Financial Metric (₹ Crore) FY2023 FY2024 FY2025 Q1 FY2026 (Annualized)
Total Income 665.33 927.20 1,550.09 2,391.16
Net Profit 24.37 45.30 156.34 270.36
CAGR (Total Income) $>52\%$
Reserves & Surplus 70.55 215.00 368.81 436.33
Debt 211.14 200.19 346.22 432.83
  • The Net Profit in FY2025 of ₹156.34 crore represents a significant 245% jump from the previous fiscal year, showcasing strong operational leverage and market demand.

  • The company reported a Net Profit of ₹67.59 crore on a Total Income of ₹597.79 crore in the first quarter of the current fiscal year (April-June 2025), maintaining its aggressive growth trajectory.

  • The debt-to-equity ratio stood at a moderate 0.87x, which is set to improve significantly post-debt-repayment from the IPO proceeds.

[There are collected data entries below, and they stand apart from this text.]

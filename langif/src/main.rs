use clap::Parser as ClapParser;
use std::{process, sync::Arc, thread, time::Instant};

use langif::{
    BindEntry, BoxApi, CollectingSink, Emitted, LogLevel, OutItem, Pattern, Record, Result,
    Runtime, RuntimeCreateInfo, StoreCreateInfo, TypeTag,
};

const BYTES: TypeTag = TypeTag(0x42);

#[derive(ClapParser, Debug)]
#[command(author, version, about, long_about = None)]
struct Cli {
    /// Number of records pushed through the pipeline
    #[arg(short, long, default_value_t = 1024)]
    records: usize,

    /// Payload size of every produced value
    #[arg(short, long, default_value_t = 256)]
    size: usize,

    /// Transformer threads
    #[arg(short, long, default_value_t = 4)]
    workers: usize,

    /// Limit for runtime owned payload bytes
    #[arg(long)]
    max_bytes: Option<usize>,

    /// Raise the default log filter, repeatable
    #[arg(short, action = clap::ArgAction::Count)]
    verbose: u8,
}

fn main() {
    let cli = Cli::parse();

    let level = match cli.verbose {
        0 => "warn",
        1 => "info",
        2 => "debug",
        _ => "trace",
    };
    env_logger::Builder::from_env(env_logger::Env::default().default_filter_or(level)).init();

    let sink = Arc::new(CollectingSink::new());
    let rt = Runtime::new(
        RuntimeCreateInfo {
            store: StoreCreateInfo {
                max_bytes: cli.max_bytes,
                ..Default::default()
            },
        },
        sink.clone(),
    );

    let start = Instant::now();
    if let Err(err) = pipeline(&cli, &rt, &sink) {
        eprintln!("pipeline failed: {err}");
        process::exit(1);
    }
    let elapsed = start.elapsed();

    let stats = rt.store().stats();
    println!(
        "{} records of {} bytes through {} workers in {:?}",
        cli.records, cli.size, cli.workers, elapsed
    );
    println!(
        "live records: {}, payload bytes: {}, slots: {}",
        stats.live_records, stats.ema_bytes, stats.slots
    );
}

fn pipeline(cli: &Cli, rt: &Runtime, sink: &CollectingSink) -> Result<()> {
    for i in 0..cli.records {
        rt.run(Record::empty(), |d| produce(d, i, cli.size))?;
    }
    let produced = sink.drain();
    log::info!("produced {} records", produced.len());

    let chunk = produced.len().div_ceil(cli.workers.max(1)).max(1);
    thread::scope(|s| {
        let handles: Vec<_> = produced
            .chunks(chunk)
            .map(|batch| {
                s.spawn(move || -> Result<()> {
                    for emitted in batch {
                        rt.run(emitted.record.clone(), |d| transform(d))?;
                    }
                    Ok(())
                })
            })
            .collect();
        handles.into_iter().try_for_each(|handle| {
            handle
                .join()
                .unwrap_or_else(|panic| std::panic::resume_unwind(panic))
        })
    })?;

    let transformed = sink.drain();
    let mut checked = 0;
    for Emitted { record, .. } in transformed {
        rt.run(record, |d| {
            consume(d, cli.size)?;
            checked += 1;
            Ok(())
        })?;
    }
    log::info!("consumed {checked} records");
    Ok(())
}

fn produce(d: &mut impl BoxApi, index: usize, size: usize) -> Result<()> {
    let r = d.new(size, BYTES)?;
    d.with_access(r, |bytes| bytes.fill(index as u8))?;
    let r = d.demit(r);
    d.out(0, &[r.into(), OutItem::Tag(index as i64)])
}

/// Doubles a value by appending a copy of itself.
fn transform(d: &mut impl BoxApi) -> Result<()> {
    let bound = d.bind(&Pattern::new([BindEntry::Claim, BindEntry::Tag]))?;
    let (Some(r), Some(index)) = (bound[0].field(), bound[1].tag()) else {
        unreachable!("pattern was checked by bind");
    };

    let size = d.metadata(r)?.size;
    d.resize(r, size * 2)?;
    d.with_access(r, |bytes| {
        let (head, tail) = bytes.split_at_mut(size);
        tail.copy_from_slice(head);
    })?;
    if index % 1000 == 0 {
        d.log(LogLevel::INFO, format_args!("record {index} doubled to {}", size * 2));
    }

    let r = d.demit(r);
    d.out(1, &[r.into(), OutItem::Tag(index)])
}

fn consume(d: &mut impl BoxApi, size: usize) -> Result<()> {
    let bound = d.bind(&Pattern::new([BindEntry::Field, BindEntry::Tag]))?;
    let (Some(r), Some(index)) = (bound[0].field(), bound[1].tag()) else {
        unreachable!("pattern was checked by bind");
    };

    let intact = d.with_access(r, |bytes| {
        bytes.len() == size * 2 && bytes.iter().all(|&b| b == index as u8)
    })?;
    if !intact {
        d.log(LogLevel::ERROR, format_args!("record {index} came out corrupted"));
    }
    d.release(r)
}
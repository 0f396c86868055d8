//! C5: Query Planner (spec §4.5). Thin LLM call with a documented default on parse
//! failure or gateway error; advisory only, so a downstream stage may still diverge
//! from its recommendation.

use std::time::Duration;

use serde::Deserialize;

use crate::llm::LlmGateway;

use super::json_parse::parse_strict_json;
use super::prompts;
use super::types::QueryPlan;

const STAGE: &str = "planning";

#[derive(Debug, Deserialize)]
struct PlanResponse {
    needs_multiple_queries: bool,
    reasoning: String,
    suggested_explorations: Vec<String>,
}

pub struct QueryPlanner<'a> {
    gateway: &'a dyn LlmGateway,
}

impl<'a> QueryPlanner<'a> {
    pub fn new(gateway: &'a dyn LlmGateway) -> Self {
        Self { gateway }
    }

    /// The plan is advisory only: the SQL Generator (C6) may still emit multiple
    /// candidates even when `needs_multiple == false` (§4.5).
    pub async fn plan(&self, sub_question: &str, schema_text: &str, llm_timeout: Duration) -> QueryPlan {
        let messages = prompts::query_planning(sub_question, schema_text);
        let raw = match self.gateway.invoke(&messages, llm_timeout).await {
            Ok(text) => text,
            Err(e) => {
                tracing::warn!("planning LLM call failed: {e}");
                return default_plan();
            },
        };

        match parse_strict_json::<PlanResponse>(&raw, STAGE) {
            Ok(parsed) => QueryPlan {
                needs_multiple: parsed.needs_multiple_queries,
                reasoning: parsed.reasoning,
                suggested_explorations: parsed.suggested_explorations,
            },
            Err(e) => {
                tracing::warn!("planning response unparseable: {e}");
                default_plan()
            },
        }
    }
}

fn default_plan() -> QueryPlan {
    QueryPlan { needs_multiple: false, reasoning: "parse failure".to_string(), suggested_explorations: Vec::new() }
}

Outlook): Leveraging India’s Solar Boom

Despite the weak listing, the long-term outlook for Fujiyama Power Systems remains robust due to its operating in the high-growth rooftop solar sector, which is projected to grow at a Compound Annual Growth Rate (CAGR) of 40–43% between FY2025 and FY2030, driven by favorable government policies and a national push for energy independence. The company’s vertically integrated product range, extensive distribution network, and focus on new manufacturing capacity position it well to capitalize on this secular growth trend.

The listing at a discount, while disappointing for short-term investors, has effectively provided a lower entry point for long-term investors who believe in the company’s core fundamentals and the strong tailwinds of the renewable energy sector.